Prompt:
Give every line below again, exactly as it appears.

Task inputs:
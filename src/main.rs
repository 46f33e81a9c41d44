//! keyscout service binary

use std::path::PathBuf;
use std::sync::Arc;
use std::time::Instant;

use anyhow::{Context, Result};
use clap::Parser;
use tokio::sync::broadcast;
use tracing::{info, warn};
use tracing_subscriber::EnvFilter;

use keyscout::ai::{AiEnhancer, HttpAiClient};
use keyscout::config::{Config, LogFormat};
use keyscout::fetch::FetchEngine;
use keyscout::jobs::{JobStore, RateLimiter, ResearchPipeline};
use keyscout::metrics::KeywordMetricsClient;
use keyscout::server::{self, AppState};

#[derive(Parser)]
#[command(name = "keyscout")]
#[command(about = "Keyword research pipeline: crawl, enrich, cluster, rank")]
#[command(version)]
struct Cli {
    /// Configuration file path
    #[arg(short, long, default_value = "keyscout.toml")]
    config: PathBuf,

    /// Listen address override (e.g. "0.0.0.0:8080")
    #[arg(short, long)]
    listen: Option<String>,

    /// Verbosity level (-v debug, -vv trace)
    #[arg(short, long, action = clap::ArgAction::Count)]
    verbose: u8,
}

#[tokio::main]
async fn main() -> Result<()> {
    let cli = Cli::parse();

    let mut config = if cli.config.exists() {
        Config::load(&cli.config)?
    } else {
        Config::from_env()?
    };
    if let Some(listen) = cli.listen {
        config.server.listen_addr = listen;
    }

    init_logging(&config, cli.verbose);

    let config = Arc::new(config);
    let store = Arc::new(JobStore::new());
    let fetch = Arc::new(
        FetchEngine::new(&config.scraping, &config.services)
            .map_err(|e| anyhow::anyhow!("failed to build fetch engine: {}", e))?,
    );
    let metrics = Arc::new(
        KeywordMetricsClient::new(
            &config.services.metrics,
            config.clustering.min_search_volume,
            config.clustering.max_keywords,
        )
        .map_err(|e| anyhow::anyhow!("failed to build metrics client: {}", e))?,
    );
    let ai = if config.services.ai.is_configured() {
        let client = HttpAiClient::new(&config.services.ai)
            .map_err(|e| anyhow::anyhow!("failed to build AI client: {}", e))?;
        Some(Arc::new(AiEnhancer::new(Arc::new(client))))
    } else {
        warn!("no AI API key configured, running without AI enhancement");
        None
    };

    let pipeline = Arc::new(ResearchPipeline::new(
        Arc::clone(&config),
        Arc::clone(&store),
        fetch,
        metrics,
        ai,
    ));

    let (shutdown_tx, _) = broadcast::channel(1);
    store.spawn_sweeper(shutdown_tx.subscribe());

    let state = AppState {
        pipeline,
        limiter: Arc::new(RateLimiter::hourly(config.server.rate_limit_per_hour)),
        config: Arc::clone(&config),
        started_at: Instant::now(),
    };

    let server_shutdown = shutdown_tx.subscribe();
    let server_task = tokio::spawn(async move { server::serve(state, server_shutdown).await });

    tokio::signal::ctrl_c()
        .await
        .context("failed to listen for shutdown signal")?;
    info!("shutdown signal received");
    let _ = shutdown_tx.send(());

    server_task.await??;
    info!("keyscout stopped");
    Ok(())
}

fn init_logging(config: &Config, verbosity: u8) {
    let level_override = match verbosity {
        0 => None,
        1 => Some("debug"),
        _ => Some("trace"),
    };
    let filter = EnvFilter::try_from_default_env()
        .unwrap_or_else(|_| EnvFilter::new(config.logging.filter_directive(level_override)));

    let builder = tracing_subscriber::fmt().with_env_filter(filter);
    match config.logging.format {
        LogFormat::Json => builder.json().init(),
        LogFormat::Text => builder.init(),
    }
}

Output:
filename src/main.rs
repository 46f33e81a9c41d44
//! keyscout service binary

use std::path::PathBuf;
use std::sync::Arc;
use std::time::Instant;

use anyhow::{Context, Result};
use clap::Parser;
use tokio::sync::broadcast;
use tracing::{info, warn};
use tracing_subscriber::EnvFilter;

use keyscout::ai::{AiEnhancer, HttpAiClient};
use keyscout::config::{Config, LogFormat};
use keyscout::fetch::FetchEngine;
use keyscout::jobs::{JobStore, RateLimiter, ResearchPipeline};
use keyscout::metrics::KeywordMetricsClient;
use keyscout::server::{self, AppState};

#[derive(Parser)]
#[command(name = "keyscout")]
#[command(about = "Keyword research pipeline: crawl, enrich, cluster, rank")]
#[command(version)]
struct Cli {
    /// Configuration file path
    #[arg(short, long, default_value = "keyscout.toml")]
    config: PathBuf,

    /// Listen address override (e.g. "0.0.0.0:8080")
    #[arg(short, long)]
    listen: Option<String>,

    /// Verbosity level (-v debug, -vv trace)
    #[arg(short, long, action = clap::ArgAction::Count)]
    verbose: u8,
}

#[tokio::main]
async fn main() -> Result<()> {
    let cli = Cli::parse();

    let mut config = if cli.config.exists() {
        Config::load(&cli.config)?
    } else {
        Config::from_env()?
    };
    if let Some(listen) = cli.listen {
        config.server.listen_addr = listen;
    }

    init_logging(&config, cli.verbose);

    let config = Arc::new(config);
    let store = Arc::new(JobStore::new());
    let fetch = Arc::new(
        FetchEngine::new(&config.scraping, &config.services)
            .map_err(|e| anyhow::anyhow!("failed to build fetch engine: {}", e))?,
    );
    let metrics = Arc::new(
        KeywordMetricsClient::new(
            &config.services.metrics,
            config.clustering.min_search_volume,
            config.clustering.max_keywords,
        )
        .map_err(|e| anyhow::anyhow!("failed to build metrics client: {}", e))?,
    );
    let ai = if config.services.ai.is_configured() {
        let client = HttpAiClient::new(&config.services.ai)
            .map_err(|e| anyhow::anyhow!("failed to build AI client: {}", e))?;
        Some(Arc::new(AiEnhancer::new(Arc::new(client))))
    } else {
        warn!("no AI API key configured, running without AI enhancement");
        None
    };

    let pipeline = Arc::new(ResearchPipeline::new(
        Arc::clone(&config),
        Arc::clone(&store),
        fetch,
        metrics,
        ai,
    ));

    let (shutdown_tx, _) = broadcast::channel(1);
    store.spawn_sweeper(shutdown_tx.subscribe());

    let state = AppState {
        pipeline,
        limiter: Arc::new(RateLimiter::hourly(config.server.rate_limit_per_hour)),
        config: Arc::clone(&config),
        started_at: Instant::now(),
    };

    let server_shutdown = shutdown_tx.subscribe();
    let server_task = tokio::spawn(async move { server::serve(state, server_shutdown).await });

    tokio::signal::ctrl_c()
        .await
        .context("failed to listen for shutdown signal")?;
    info!("shutdown signal received");
    let _ = shutdown_tx.send(());

    server_task.await??;
    info!("keyscout stopped");
    Ok(())
}

fn init_logging(config: &Config, verbosity: u8) {
    let level_override = match verbosity {
        0 => None,
        1 => Some("debug"),
        _ => Some("trace"),
    };
    let filter = EnvFilter::try_from_default_env()
        .unwrap_or_else(|_| EnvFilter::new(config.logging.filter_directive(level_override)));

    let builder = tracing_subscriber::fmt().with_env_filter(filter);
    match config.logging.format {
        LogFormat::Json => builder.json().init(),
        LogFormat::Text => builder.init(),
    }
}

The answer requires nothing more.